On Wed, Jun 22, 2016 at 2:17 PM, Brian Platz <brian.platz@place.works>
wrote:

>
>
> On Wednesday, June 22, 2016 at 7:25:50 AM UTC-4, Bruno Bonacci wrote:
>>
>>
>> To answer Brian on the "potential" problem of the clock drift I would
>> recommend to have a look to
>> https://aphyr.com/posts/299-the-trouble-with-timestamps. Beside the
>> hardware problems you have to account for things like ntpd daemon which is
>> meant to synchronize clocks.
>> To keep them in sync it accelerates or decelerates the clock speed on
>> your machine, however if it falls too much behind it will do a hard-reset,
>> so what you might see is that your System/currentTimeMillis calls jump
>> back and forward (non-monotonic).
>> With VMs (such as cloud environment) this problem is way worse and more
>> frequent.
>>
>
> In Max's library he is only calling out to System/currentTimeMillis once
> at startup, he then determines the nanoTime offset and only uses nanoTime
> from there. nanoTime is supposed to be immune from wall clock time, and
> thus ntpd changes.
>
> Because it will ignore ntpd changes, there could be a delta from wall
> clock as ntpd changes the time. So that is a risk to be aware of, and if
> you were super concerned about it a method to re-sync could probably be
> devised (similar to what is used for leap-seconds). I've noticed this
> particular issue with a sleeping laptop. Assuming the process isn't
> extremely long-lived I think you'd be sufficiently close to not worry about
> it.
>


@Brian, The clock drift problem was in answer to your question and
generally it was referring to the pure System/currentTimeMillis
implementation. The System/nanoTime, as it is now, is completely broken as
it offsets against the wall clock and not the previous System/nanotime, but
that it is easy to fix.



>
> The process ID in many platform is just 16bits, however some platform have
>> 32bits (
>> http://unix.stackexchange.com/questions/16883/what-is-the-maximum-value-of-the-pid-of-a-process),
>> and the ThreadID in java is a long (
>> https://docs.oracle.com/javase/7/docs/api/java/lang/Thread.html#getId()

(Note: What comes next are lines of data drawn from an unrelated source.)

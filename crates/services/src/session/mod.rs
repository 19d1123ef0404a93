mod engine;
mod feedback;
mod view;
mod workflow;

// Public API of the session subsystem.
pub use crate::error::SessionError;
pub use engine::{
    AdvanceToken, AnswerFeedback, CORRECT_FEEDBACK_DELAY, FinalizeReason,
    INCORRECT_FEEDBACK_DELAY, SessionEngine, SessionPhase,
};
pub use feedback::FeedbackTimer;
pub use view::{QuestionView, QuizIntent, ScoreView, SessionView};
pub use workflow::{QuizLoopService, QuizNotice, SaveOutcome};
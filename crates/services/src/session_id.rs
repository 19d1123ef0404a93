use chrono::{DateTime, Utc};
use rand::Rng;
use rand::distr::Alphanumeric;

use quiz_core::model::SessionId;

/// Opaque unique-string provider for session identifiers.
///
/// Identifiers look like `2024-01-01_10-00-00_ab12cd`: the timestamp keeps
/// persisted record files sortable by date, the random suffix keeps ids
/// unique within a second.
#[derive(Debug, Clone, Copy, Default)]
pub struct SessionIdSource;

impl SessionIdSource {
    #[must_use]
    pub fn new() -> Self {
        Self
    }

    /// Generate the next session identifier for the given timestamp.
    #[must_use]
    pub fn next(&self, now: DateTime<Utc>) -> SessionId {
        let suffix: String = rand::rng()
            .sample_iter(Alphanumeric)
            .take(6)
            .map(|byte| (byte as char).to_ascii_lowercase())
            .collect();
        SessionId::new(format!("{}_{suffix}", now.format("%Y-%m-%d_%H-%M-%S")))
    }
}

#[cfg(test)]
mod tests {
    use super::*;
    use quiz_core::time::fixed_now;

    #[test]
    fn id_embeds_date_and_time_parts() {
        let id = SessionIdSource::new().next(fixed_now());
        let text = id.as_str();

        assert!(text.starts_with("2023-11-14_22-13-20_"));
        let suffix = text.rsplit('_').next().unwrap();
        assert_eq!(suffix.len(), 6);
        assert!(suffix.chars().all(|c| c.is_ascii_alphanumeric()));
        assert!(!suffix.chars().any(|c| c.is_ascii_uppercase()));
    }

    #[test]
    fn consecutive_ids_differ() {
        let ids = SessionIdSource::new();
        let a = ids.next(fixed_now());
        let b = ids.next(fixed_now());
        assert_ne!(a, b);
    }
}
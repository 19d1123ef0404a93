use serde::{Deserialize, Serialize};

/// Per-session tally of answered questions.
///
/// `correct <= total` holds by construction: the only mutation is
/// [`Score::record`], which always increments `total`.
#[derive(Debug, Clone, Copy, Default, PartialEq, Eq, Serialize, Deserialize)]
pub struct Score {
    pub correct: u32,
    pub total: u32,
}

impl Score {
    #[must_use]
    pub fn zero() -> Self {
        Self::default()
    }

    /// Records one answered question.
    pub fn record(&mut self, is_correct: bool) {
        self.total += 1;
        if is_correct {
            self.correct += 1;
        }
    }

    /// Rounded percentage of correct answers; 0 when nothing is answered.
    #[must_use]
    pub fn percentage(&self) -> u32 {
        if self.total == 0 {
            return 0;
        }
        let ratio = f64::from(self.correct) / f64::from(self.total);
        #[allow(clippy::cast_possible_truncation, clippy::cast_sign_loss)]
        let rounded = (ratio * 100.0).round() as u32;
        rounded
    }
}

#[cfg(test)]
mod tests {
    use super::*;

    #[test]
    fn correct_never_exceeds_total() {
        let mut score = Score::zero();
        for i in 0..10 {
            score.record(i % 3 == 0);
            assert!(score.correct <= score.total);
        }
        assert_eq!(score.total, 10);
        assert_eq!(score.correct, 4);
    }

    #[test]
    fn percentage_rounds_to_nearest() {
        let score = Score {
            correct: 1,
            total: 3,
        };
        assert_eq!(score.percentage(), 33);

        let score = Score {
            correct: 2,
            total: 3,
        };
        assert_eq!(score.percentage(), 67);
    }

    #[test]
    fn empty_score_is_zero_percent() {
        assert_eq!(Score::zero().percentage(), 0);
    }
}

>> <https://www.google.com/url?q=https%3A%2F%2Fdocs.oracle.com%2Fjavase%2F7%2Fdocs%2Fapi%2Fjava%2Flang%2FThread.html%23getId()&sa=D&sntz=1&usg=AFQjCNGr6MM7If1XHSF93tlglYW4vRl1xw>)

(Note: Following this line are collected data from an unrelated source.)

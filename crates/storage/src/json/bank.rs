use serde::Deserialize;
use std::path::Path;
use thiserror::Error;

use quiz_core::model::{Question, QuestionBank, QuestionError, QuestionId};

/// Errors while loading the static question-bank resource.
///
/// A load failure leaves the bank empty; the session cannot start until a
/// bank is available.
#[derive(Debug, Error)]
#[non_exhaustive]
pub enum BankLoadError {
    #[error("failed to read question bank: {0}")]
    Io(#[from] std::io::Error),

    #[error("failed to parse question bank: {0}")]
    Parse(#[from] serde_json::Error),

    #[error("question {id} is invalid: {source}")]
    Question {
        id: u32,
        #[source]
        source: QuestionError,
    },
}

/// Raw on-disk shape of one question: `{id, qn, qt, at1..at4, ca}`.
#[derive(Debug, Deserialize)]
struct QuestionRow {
    id: u32,
    qn: String,
    qt: String,
    at1: String,
    at2: String,
    at3: String,
    at4: String,
    #[serde(deserialize_with = "de_correct_index")]
    ca: u8,
}

#[derive(Debug, Deserialize)]
struct BankFile {
    questions: Vec<QuestionRow>,
}

/// The source data stores `ca` either as a number or a numeric string.
fn de_correct_index<'de, D>(deserializer: D) -> Result<u8, D::Error>
where
    D: serde::Deserializer<'de>,
{
    #[derive(Deserialize)]
    #[serde(untagged)]
    enum Raw {
        Number(u8),
        Text(String),
    }

    match Raw::deserialize(deserializer)? {
        Raw::Number(n) => Ok(n),
        Raw::Text(s) => s.trim().parse::<u8>().map_err(serde::de::Error::custom),
    }
}

impl QuestionRow {
    fn into_question(self) -> Result<Question, BankLoadError> {
        let id = self.id;
        Question::new(
            QuestionId::new(id),
            self.qn,
            self.qt,
            [self.at1, self.at2, self.at3, self.at4],
            self.ca,
        )
        .map_err(|source| BankLoadError::Question { id, source })
    }
}

/// Parse a question bank from its JSON text.
///
/// # Errors
///
/// Returns `BankLoadError::Parse` for malformed JSON and
/// `BankLoadError::Question` when a row carries a correct-option index
/// outside 1-4.
pub fn parse_question_bank(json: &str) -> Result<QuestionBank, BankLoadError> {
    let file: BankFile = serde_json::from_str(json)?;
    let questions = file
        .questions
        .into_iter()
        .map(QuestionRow::into_question)
        .collect::<Result<Vec<_>, _>>()?;
    Ok(QuestionBank::new(questions))
}

/// Load the question bank from a JSON file.
///
/// # Errors
///
/// Returns `BankLoadError` if the file cannot be read or parsed.
pub async fn load_question_bank(path: &Path) -> Result<QuestionBank, BankLoadError> {
    let json = tokio::fs::read_to_string(path).await?;
    let bank = parse_question_bank(&json)?;
    tracing::debug!(questions = bank.len(), path = %path.display(), "loaded question bank");
    Ok(bank)
}

#[cfg(test)]
mod tests {
    use super::*;
    use quiz_core::model::AnswerLetter;

    const BANK_JSON: &str = r#"{
        "questions": [
            {
                "id": 0,
                "qn": "T1A01",
                "qt": "Which agency regulates amateur radio?",
                "at1": "FCC",
                "at2": "FAA",
                "at3": "ITU",
                "at4": "NTIA",
                "ca": 1
            },
            {
                "id": 1,
                "qn": "T1A02",
                "qt": "What does CW stand for?",
                "at1": "Clockwise",
                "at2": "Carrier wave",
                "at3": "Continuous wave",
                "at4": "Call wait",
                "ca": "3"
            }
        ]
    }"#;

    #[test]
    fn parses_bank_rows_into_questions() {
        let bank = parse_question_bank(BANK_JSON).unwrap();
        assert_eq!(bank.len(), 2);

        let first = bank.get(0).unwrap();
        assert_eq!(first.number(), "T1A01");
        assert_eq!(first.correct(), AnswerLetter::A);

        // `ca` given as a string still parses.
        let second = bank.get(1).unwrap();
        assert_eq!(second.correct(), AnswerLetter::C);
        assert_eq!(second.option_text(AnswerLetter::C), "Continuous wave");
    }

    #[test]
    fn out_of_range_correct_index_fails_load() {
        let json = r#"{
            "questions": [
                {"id": 0, "qn": "T1A01", "qt": "Q", "at1": "a", "at2": "b", "at3": "c", "at4": "d", "ca": 7}
            ]
        }"#;
        let err = parse_question_bank(json).unwrap_err();
        assert!(matches!(err, BankLoadError::Question { id: 0, .. }));
    }

    #[test]
    fn malformed_json_fails_load() {
        assert!(matches!(
            parse_question_bank("{"),
            Err(BankLoadError::Parse(_))
        ));
    }

    #[tokio::test]
    async fn missing_file_reports_io_error() {
        let err = load_question_bank(Path::new("/nonexistent/bank.json"))
            .await
            .unwrap_err();
        assert!(matches!(err, BankLoadError::Io(_)));
    }
}
use chrono::{DateTime, Duration, Utc};

/// Time source used by the session layer.
///
/// A fixed clock keeps session timestamps and generated session identifiers
/// deterministic in tests.
#[derive(Debug, Clone, Copy, Default)]
pub enum Clock {
    #[default]
    Default,
    Fixed(DateTime<Utc>),
}

impl Clock {
    /// Returns a clock that uses the current system time.
    #[must_use]
    pub fn default_clock() -> Self {
        Self::Default
    }

    /// Returns a clock fixed at the given timestamp.
    #[must_use]
    pub fn fixed(at: DateTime<Utc>) -> Self {
        Self::Fixed(at)
    }

    /// Returns the current time according to the clock.
    #[must_use]
    pub fn now(&self) -> DateTime<Utc> {
        match self {
            Clock::Default => Utc::now(),
            Clock::Fixed(t) => *t,
        }
    }

    /// If this is a fixed clock, advance it by the given duration.
    ///
    /// Has no effect on `Clock::Default`.
    pub fn advance(&mut self, delta: Duration) {
        if let Clock::Fixed(t) = self {
            *t += delta;
        }
    }
}

/// Deterministic timestamp for tests (2023-11-14T22:13:20Z).
pub const FIXED_TEST_TIMESTAMP: i64 = 1_700_000_000;

/// Returns a deterministic `DateTime<Utc>` for tests and doc examples.
///
/// # Panics
///
/// Panics if the fixed timestamp cannot be represented.
#[must_use]
pub fn fixed_now() -> DateTime<Utc> {
    DateTime::<Utc>::from_timestamp(FIXED_TEST_TIMESTAMP, 0)
        .expect("fixed timestamp should be valid")
}

/// Returns a `Clock` fixed at the deterministic test timestamp.
#[must_use]
pub fn fixed_clock() -> Clock {
    Clock::fixed(fixed_now())
}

>> which is unfortunate. It would be nice if there was a way to read which CPU
>> core physical thread is executing a particular thread (when the thread is
>> running), i such way you could replace the processId and the threadId which
>> just a CPU core ID. The number of physical threads (core + hyperthreads)

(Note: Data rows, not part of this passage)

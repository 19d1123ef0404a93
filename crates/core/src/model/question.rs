use serde::{Deserialize, Serialize};
use std::fmt;
use thiserror::Error;

use crate::model::ids::QuestionId;

//
// ─── ERRORS ───────────────────────────────────────────────────────────────────
//

/// Data-integrity errors for question construction and letter parsing.
#[derive(Debug, Error, Clone, PartialEq, Eq)]
#[non_exhaustive]
pub enum QuestionError {
    #[error("correct-option index {0} is outside 1-4")]
    CorrectIndexOutOfRange(u8),

    #[error("answer letter {0:?} is outside A-D")]
    InvalidLetter(char),
}

//
// ─── ANSWER LETTER ────────────────────────────────────────────────────────────
//

/// Positional answer letter for a four-option question.
///
/// Letters map to option positions through a fixed table: option 1 is `A`
/// through option 4 is `D`. There is deliberately no arithmetic on character
/// codes; an index outside 1-4 is rejected at construction.
#[derive(Debug, Clone, Copy, PartialEq, Eq, Hash, Serialize, Deserialize)]
pub enum AnswerLetter {
    A,
    B,
    C,
    D,
}

impl AnswerLetter {
    /// All letters in option order.
    pub const ALL: [AnswerLetter; 4] = [Self::A, Self::B, Self::C, Self::D];

    /// Converts a one-based option index (1-4) to a letter.
    ///
    /// # Errors
    ///
    /// Returns `QuestionError::CorrectIndexOutOfRange` for any other value.
    pub fn from_index(index: u8) -> Result<Self, QuestionError> {
        match index {
            1 => Ok(Self::A),
            2 => Ok(Self::B),
            3 => Ok(Self::C),
            4 => Ok(Self::D),
            other => Err(QuestionError::CorrectIndexOutOfRange(other)),
        }
    }

    /// Parses a letter from a character, case-insensitively.
    ///
    /// # Errors
    ///
    /// Returns `QuestionError::InvalidLetter` for anything outside A-D.
    pub fn from_char(value: char) -> Result<Self, QuestionError> {
        match value.to_ascii_uppercase() {
            'A' => Ok(Self::A),
            'B' => Ok(Self::B),
            'C' => Ok(Self::C),
            'D' => Ok(Self::D),
            other => Err(QuestionError::InvalidLetter(other)),
        }
    }

    /// Zero-based option position for this letter.
    #[must_use]
    pub fn position(self) -> usize {
        match self {
            Self::A => 0,
            Self::B => 1,
            Self::C => 2,
            Self::D => 3,
        }
    }

    #[must_use]
    pub fn as_char(self) -> char {
        match self {
            Self::A => 'A',
            Self::B => 'B',
            Self::C => 'C',
            Self::D => 'D',
        }
    }
}

impl fmt::Display for AnswerLetter {
    fn fmt(&self, f: &mut fmt::Formatter<'_>) -> fmt::Result {
        write!(f, "{}", self.as_char())
    }
}

//
// ─── ANSWER OPTION ────────────────────────────────────────────────────────────
//

/// Derived view of one answer option: its positional letter plus text.
#[derive(Debug, Clone, PartialEq, Eq, Serialize, Deserialize)]
pub struct AnswerOption {
    pub letter: AnswerLetter,
    pub text: String,
}

//
// ─── QUESTION ─────────────────────────────────────────────────────────────────
//

/// One multiple-choice question from the bank.
///
/// Immutable once loaded. The correct option is stored as an
/// [`AnswerLetter`], so an out-of-range correct index can never reach
/// scoring; `new` is the only place the raw 1-4 index is interpreted.
#[derive(Debug, Clone, PartialEq, Eq)]
pub struct Question {
    id: QuestionId,
    number: String,
    prompt: String,
    options: [String; 4],
    correct: AnswerLetter,
}

impl Question {
    /// Builds a question, validating the one-based correct-option index.
    ///
    /// # Errors
    ///
    /// Returns `QuestionError::CorrectIndexOutOfRange` if `correct_index`
    /// is outside 1-4.
    pub fn new(
        id: QuestionId,
        number: impl Into<String>,
        prompt: impl Into<String>,
        options: [String; 4],
        correct_index: u8,
    ) -> Result<Self, QuestionError> {
        let correct = AnswerLetter::from_index(correct_index)?;
        Ok(Self {
            id,
            number: number.into(),
            prompt: prompt.into(),
            options,
            correct,
        })
    }

    #[must_use]
    pub fn id(&self) -> QuestionId {
        self.id
    }

    /// Display number from the source data (e.g. "T1A01").
    #[must_use]
    pub fn number(&self) -> &str {
        &self.number
    }

    #[must_use]
    pub fn prompt(&self) -> &str {
        &self.prompt
    }

    #[must_use]
    pub fn correct(&self) -> AnswerLetter {
        self.correct
    }

    /// Text of the option at the given letter's position.
    #[must_use]
    pub fn option_text(&self, letter: AnswerLetter) -> &str {
        &self.options[letter.position()]
    }

    /// The four lettered options in positional order.
    #[must_use]
    pub fn options(&self) -> [AnswerOption; 4] {
        AnswerLetter::ALL.map(|letter| AnswerOption {
            letter,
            text: self.options[letter.position()].clone(),
        })
    }

    /// Returns true when `letter` selects the correct option.
    #[must_use]
    pub fn is_correct(&self, letter: AnswerLetter) -> bool {
        letter == self.correct
    }
}

//
// ─── TESTS ────────────────────────────────────────────────────────────────────
//
use quiz_core::model::{AnswerLetter, AnswerOption, IncorrectAnswer};

use super::engine::{SessionEngine, SessionPhase};

/// Score as presented: counts plus the rounded percentage.
#[derive(Debug, Clone, Copy, PartialEq, Eq)]
pub struct ScoreView {
    pub correct: u32,
    pub total: u32,
    pub percentage: u32,
}

/// Presentation-agnostic snapshot of the current question card.
#[derive(Debug, Clone, PartialEq, Eq)]
pub struct QuestionView {
    /// One-based display identifier.
    pub display_id: u32,
    /// Source question number (e.g. "T1A01").
    pub number: String,
    pub prompt: String,
    pub options: Vec<AnswerOption>,
    pub correct: AnswerLetter,
    pub total_questions: usize,
}

/// Snapshot of the whole session for the presentation boundary.
///
/// This is intentionally **not** a UI view-model:
/// - no pre-formatted strings
/// - no styling or layout assumptions
///
/// The front-end formats and renders these fields as it sees fit.
#[derive(Debug, Clone, PartialEq, Eq)]
pub struct SessionView {
    pub session_id: String,
    pub phase: SessionPhase,
    pub score: ScoreView,
    pub remaining: usize,
    pub feedback_pending: bool,
    pub question: Option<QuestionView>,
    /// Incorrect answers so far, in append order (the review view).
    pub review: Vec<IncorrectAnswer>,
}

impl SessionView {
    #[must_use]
    pub fn capture(engine: &SessionEngine) -> Self {
        let score = engine.score();
        let question = engine.current_question().map(|question| QuestionView {
            display_id: question.id().display(),
            number: question.number().to_owned(),
            prompt: question.prompt().to_owned(),
            options: question.options().to_vec(),
            correct: question.correct(),
            total_questions: engine.total_questions(),
        });

        Self {
            session_id: engine.session_id().to_string(),
            phase: engine.phase(),
            score: ScoreView {
                correct: score.correct,
                total: score.total,
                percentage: score.percentage(),
            },
            remaining: engine.remaining(),
            feedback_pending: engine.feedback_pending(),
            question,
            review: engine.review_log().entries().to_vec(),
        }
    }
}

//
// ─── INTENTS ──────────────────────────────────────────────────────────────────
//

/// User intents accepted at the presentation boundary.
#[derive(Debug, Clone, Copy, PartialEq, Eq)]
pub enum QuizIntent {
    Select(AnswerLetter),
    Skip,
    Review,
    Resume,
    Restart,
    Exit,
    Save,
}

impl QuizIntent {
    /// Single-key shortcut mapping: pressing A-D selects that letter, but
    /// only while no feedback is pending.
    #[must_use]
    pub fn from_key(key: char, feedback_pending: bool) -> Option<Self> {
        if feedback_pending {
            return None;
        }
        AnswerLetter::from_char(key).ok().map(Self::Select)
    }

    /// Parse a typed command word or a single answer letter.
    #[must_use]
    pub fn parse(input: &str, feedback_pending: bool) -> Option<Self> {
        let trimmed = input.trim();
        match trimmed.to_ascii_lowercase().as_str() {
            "skip" => Some(Self::Skip),
            "review" => Some(Self::Review),
            "resume" => Some(Self::Resume),
            "restart" => Some(Self::Restart),
            "exit" => Some(Self::Exit),
            "save" => Some(Self::Save),
            _ => {
                let mut chars = trimmed.chars();
                match (chars.next(), chars.next()) {
                    (Some(key), None) => Self::from_key(key, feedback_pending),
                    _ => None,
                }
            }
        }
    }
}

>> is typically much smaller and it fits in a 16 bits. However to my
>> knowledge there is no way in java to retrieve such value.
>>
>
> If you were willing to take on another 64 bits, an idea could be to take
> the last 16 (or maybe 32) bits from the ThreadID combined with a random
> bits to round out the 64.
>
> The random bits could be done once per thread combined with keeping a
> ThreadLocal counter where a CAS is still done to avoid issuing the same ID
> at the same time increment in the same thread -- or the counter could be
> ignored entirely and the random bits generated with every ID. I'm not sure
> which would perform better, but I like the randomness per ID which makes
> IDs harder to guess.
>

I thought about adding randomness too, but not too sure that it will
actually solve any problem at all rather than creating new ones (true
random generator vs hybrid ones). Need more thinking on this.